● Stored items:
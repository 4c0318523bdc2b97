//! Sync engine: router, buffer and store wired together.
//!
//! Every inbound frame is handled to completion in one call: routed, buffered,
//! and applied to the store. Time is passed in explicitly so the whole engine
//! runs deterministically under test.

use chrono::Utc;
use std::collections::HashMap;
use std::sync::Arc;
use std::time::Duration;
use tokio::time::Instant;
use tracing::{debug, info, warn};

use crate::buffer::{BufferedFlush, ContentBuffer};
use crate::config::SyncConfig;
use crate::error::SyncError;
use crate::metrics::SyncMetrics;
use crate::protocol::{UpdateFrame, parse_frame};
use crate::router::{RouteDecision, UpdateRouter};
use crate::store::{Action, ChatState, MessageDelta, PlaceholderSpec};
use crate::types::{ConversationId, Message, MessageId, MessageStatus, Role};

pub struct SyncEngine {
    state: ChatState,
    router: UpdateRouter,
    buffer: ContentBuffer,
    /// Last time each live generation showed any sign of progress.
    activity: HashMap<MessageId, Instant>,
    stall_timeout: Option<Duration>,
    metrics: Arc<SyncMetrics>,
}

impl SyncEngine {
    pub fn new(config: &SyncConfig, metrics: Arc<SyncMetrics>) -> Self {
        Self {
            state: ChatState::new(),
            router: UpdateRouter::new(),
            buffer: ContentBuffer::new(&config.buffer),
            activity: HashMap::new(),
            stall_timeout: config.generation.stall_timeout,
            metrics,
        }
    }

    pub fn state(&self) -> &ChatState {
        &self.state
    }

    pub fn router(&self) -> &UpdateRouter {
        &self.router
    }

    pub fn metrics(&self) -> &Arc<SyncMetrics> {
        &self.metrics
    }

    pub fn dispatch(&mut self, action: Action) {
        self.state.apply(action);
    }

    /// Expect the stream for `conversation_id` to land on `placeholder`.
    pub fn begin_generation(
        &mut self,
        placeholder: &MessageId,
        conversation_id: ConversationId,
        now: Instant,
    ) {
        self.router.register(placeholder.clone(), conversation_id);
        self.activity.insert(placeholder.clone(), now);
    }

    /// Parse and handle one raw text frame. Malformed frames are dropped.
    pub fn handle_text(&mut self, text: &str, now: Instant) -> Option<MessageId> {
        self.metrics.frame_received();
        match parse_frame(text) {
            Ok(Some(frame)) => self.handle_frame(frame, now),
            Ok(None) => None,
            Err(e) => {
                self.metrics.frame_malformed();
                warn!(error = %e, "dropping malformed frame");
                None
            }
        }
    }

    /// Route, buffer and apply one update frame. Returns the message it landed on.
    pub fn handle_frame(&mut self, frame: UpdateFrame, now: Instant) -> Option<MessageId> {
        let message_id = match self.router.route(&frame, &self.state) {
            RouteDecision::Existing { message_id, rule } => {
                self.metrics.record_route(rule);
                message_id
            }
            RouteDecision::CreatePlaceholder {
                conversation_id,
                message_id,
            } => {
                let Some(conversation_id) = conversation_id else {
                    self.metrics.frame_unroutable();
                    warn!(
                        target_id = ?frame.target_id,
                        "dropping frame with no conversation to attach to"
                    );
                    return None;
                };
                let id = message_id.map(MessageId::from).unwrap_or_default();
                self.state.apply(Action::UpdateMessage(
                    MessageDelta::new(id.clone()).or_create(PlaceholderSpec {
                        conversation_id: conversation_id.clone(),
                        role: Role::Assistant,
                        created_at: Utc::now(),
                    }),
                ));
                self.metrics.placeholder_created();
                debug!(
                    message_id = %id,
                    conversation_id = %conversation_id,
                    "created placeholder for unmatched frame"
                );
                id
            }
        };

        self.confirm_conversation(&message_id, &frame);

        let message = self.state.message(&message_id)?;
        if message.status.is_terminal() {
            self.metrics.frame_ignored_terminal();
            debug!(message_id = %message_id, "ignoring frame for finished message");
            return None;
        }
        let server_id = frame
            .target_id
            .clone()
            .filter(|raw| !message.answers_to(raw));

        self.activity.insert(message_id.clone(), now);

        if let Some(text) = frame.content_fragment.as_deref() {
            if let Some(flush) =
                self.buffer
                    .add_fragment(&message_id, frame.section, text, frame.update_mode, now)
            {
                self.apply_flush(flush);
            }
        }

        let live_status = frame.status.filter(|s| !s.is_terminal());
        if live_status.is_some() || frame.model.is_some() || server_id.is_some() {
            let mut delta = MessageDelta::new(message_id.clone());
            delta.status = live_status;
            delta.metadata.model = frame.model.clone();
            delta.metadata.server_id = server_id;
            self.state.apply(Action::UpdateMessage(delta));
        }

        if frame.is_terminal() {
            self.finish(&message_id, &frame);
        }
        Some(message_id)
    }

    /// A frame carrying a real conversation id for a message still tagged
    /// with a temporary marker completes the swap early.
    fn confirm_conversation(&mut self, message_id: &MessageId, frame: &UpdateFrame) {
        let Some(real) = frame.conversation_id.as_ref().filter(|c| !c.is_temporary()) else {
            return;
        };
        let current = match self.state.message(message_id) {
            Some(m) if m.conversation_id.is_temporary() => m.conversation_id.clone(),
            _ => return,
        };
        self.swap_conversation(&current, real);
    }

    fn finish(&mut self, message_id: &MessageId, frame: &UpdateFrame) {
        // Remainder first: no fragment may be lost behind the terminal status.
        self.flush_message(message_id);

        let mut delta = MessageDelta::new(message_id.clone());
        if let Some(error) = frame.error.as_deref() {
            delta = delta.failed(error);
        } else {
            delta.status = frame.status.filter(|s| s.is_terminal());
        }
        delta.is_complete = frame.is_complete;
        self.state.apply(Action::UpdateMessage(delta));

        self.router.release(message_id);
        self.activity.remove(message_id);
        info!(
            message_id = %message_id,
            status = ?self.state.message(message_id).map(|m| m.status),
            "generation finished"
        );
    }

    fn apply_flush(&mut self, flush: BufferedFlush) {
        self.state.apply(Action::UpdateMessage(
            MessageDelta::new(flush.message_id).content(flush.content, flush.mode, flush.section),
        ));
        self.metrics.flushed();
    }

    /// Apply every buffered batch whose deadline passed. Returns whether anything changed.
    pub fn flush_due(&mut self, now: Instant) -> bool {
        let due = self.buffer.flush_due(now);
        let changed = !due.is_empty();
        for flush in due {
            self.apply_flush(flush);
        }
        changed
    }

    pub fn flush_message(&mut self, message_id: &MessageId) {
        for flush in self.buffer.flush(message_id) {
            self.apply_flush(flush);
        }
    }

    /// Force-complete generations that went quiet for longer than the stall timeout.
    pub fn sweep_stalled(&mut self, now: Instant) -> Vec<MessageId> {
        let Some(timeout) = self.stall_timeout else {
            return Vec::new();
        };
        let stalled: Vec<MessageId> = self
            .activity
            .iter()
            .filter(|(_, last)| now.saturating_duration_since(**last) >= timeout)
            .map(|(id, _)| id.clone())
            .collect();

        let annotation = SyncError::StreamTimeout(timeout).to_string();
        for id in &stalled {
            self.flush_message(id);
            let mut delta = MessageDelta::new(id.clone()).complete();
            delta.metadata.error = Some(annotation.clone());
            self.state.apply(Action::UpdateMessage(delta));
            self.router.release(id);
            self.activity.remove(id);
            self.metrics.generation_stalled();
            warn!(message_id = %id, timeout = ?timeout, "generation stalled, marked complete");
        }
        stalled
    }

    /// Mark every live generation stopped by the user.
    pub fn stop_all(&mut self) -> Vec<MessageId> {
        let live = self.state.generating();
        for id in &live {
            self.flush_message(id);
            self.state.apply(Action::UpdateMessage(
                MessageDelta::new(id.clone()).status(MessageStatus::STOPPED),
            ));
            self.router.release(id);
            self.activity.remove(id);
        }
        if !live.is_empty() {
            info!(count = live.len(), "stopped generation");
        }
        live
    }

    /// Mark messages failed, e.g. when the send request itself did not go through.
    pub fn fail_generation(&mut self, ids: &[MessageId], detail: &str) {
        for id in ids {
            self.flush_message(id);
            self.state.apply(Action::UpdateMessage(MessageDelta::new(id.clone()).failed(detail)));
            self.router.release(id);
            self.activity.remove(id);
        }
    }

    /// Retag a temporary conversation everywhere: store and registrations.
    pub fn swap_conversation(&mut self, from: &ConversationId, to: &ConversationId) {
        if from == to {
            return;
        }
        self.state.apply(Action::SwapConversationId {
            from: from.clone(),
            to: to.clone(),
        });
        self.router.swap_conversation(from, to);
        info!(from = %from, to = %to, "conversation confirmed");
    }

    /// Replace a conversation's messages with persisted history, keeping any
    /// local message that is still being produced.
    ///
    /// Unfinished persisted replies start their stall clock at `now`.
    pub fn replace_conversation_messages(
        &mut self,
        conversation_id: &ConversationId,
        persisted: Vec<Message>,
        now: Instant,
    ) {
        let preserved: Vec<Message> = self
            .state
            .messages_for(conversation_id)
            .into_iter()
            .filter(|m| m.status.is_in_flight())
            .cloned()
            .collect();

        let mut messages: Vec<Message> = persisted
            .into_iter()
            .filter(|p| !preserved.iter().any(|local| local.answers_to(p.id.as_str())))
            .collect();
        if !preserved.is_empty() {
            debug!(
                conversation_id = %conversation_id,
                count = preserved.len(),
                "keeping in-flight messages across reload"
            );
        }
        messages.extend(preserved);

        self.state.apply(Action::SetMessages {
            conversation_id: conversation_id.clone(),
            messages,
        });
        let state = &self.state;
        self.activity.retain(|id, _| state.message(id).is_some());
        for message in state.messages_for(conversation_id) {
            if message.role == Role::Assistant && !message.status.is_terminal() {
                self.activity.entry(message.id.clone()).or_insert(now);
            }
        }
    }

    pub fn remove_message(&mut self, message_id: &MessageId) {
        self.buffer.discard(message_id);
        self.router.release(message_id);
        self.activity.remove(message_id);
        self.state.apply(Action::RemoveMessage(message_id.clone()));
    }

    /// Drop a conversation and forget its generations.
    pub fn remove_conversation(&mut self, conversation_id: &ConversationId) {
        for message in self.state.messages_for(conversation_id) {
            self.buffer.discard(&message.id);
            self.router.release(&message.id);
            self.activity.remove(&message.id);
        }
        self.state
            .apply(Action::RemoveConversation(conversation_id.clone()));
    }

    /// Earliest moment the engine needs to run again: a buffer deadline or a stall check.
    pub fn next_deadline(&self) -> Option<Instant> {
        let stall = self.stall_timeout.and_then(|timeout| {
            self.activity
                .values()
                .min()
                .map(|earliest| *earliest + timeout)
        });
        match (self.buffer.next_deadline(), stall) {
            (Some(a), Some(b)) => Some(a.min(b)),
            (a, b) => a.or(b),
        }
    }

    /// Flush everything still buffered and drop all timers and registrations.
    pub fn dispose(&mut self) {
        for flush in self.buffer.dispose() {
            self.apply_flush(flush);
        }
        self.activity.clear();
        self.router.clear();
    }
}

● Exercise requirements: Count the lines of the data above where the string "info" shows up; reply with the number only.

● Result of this exercise: 4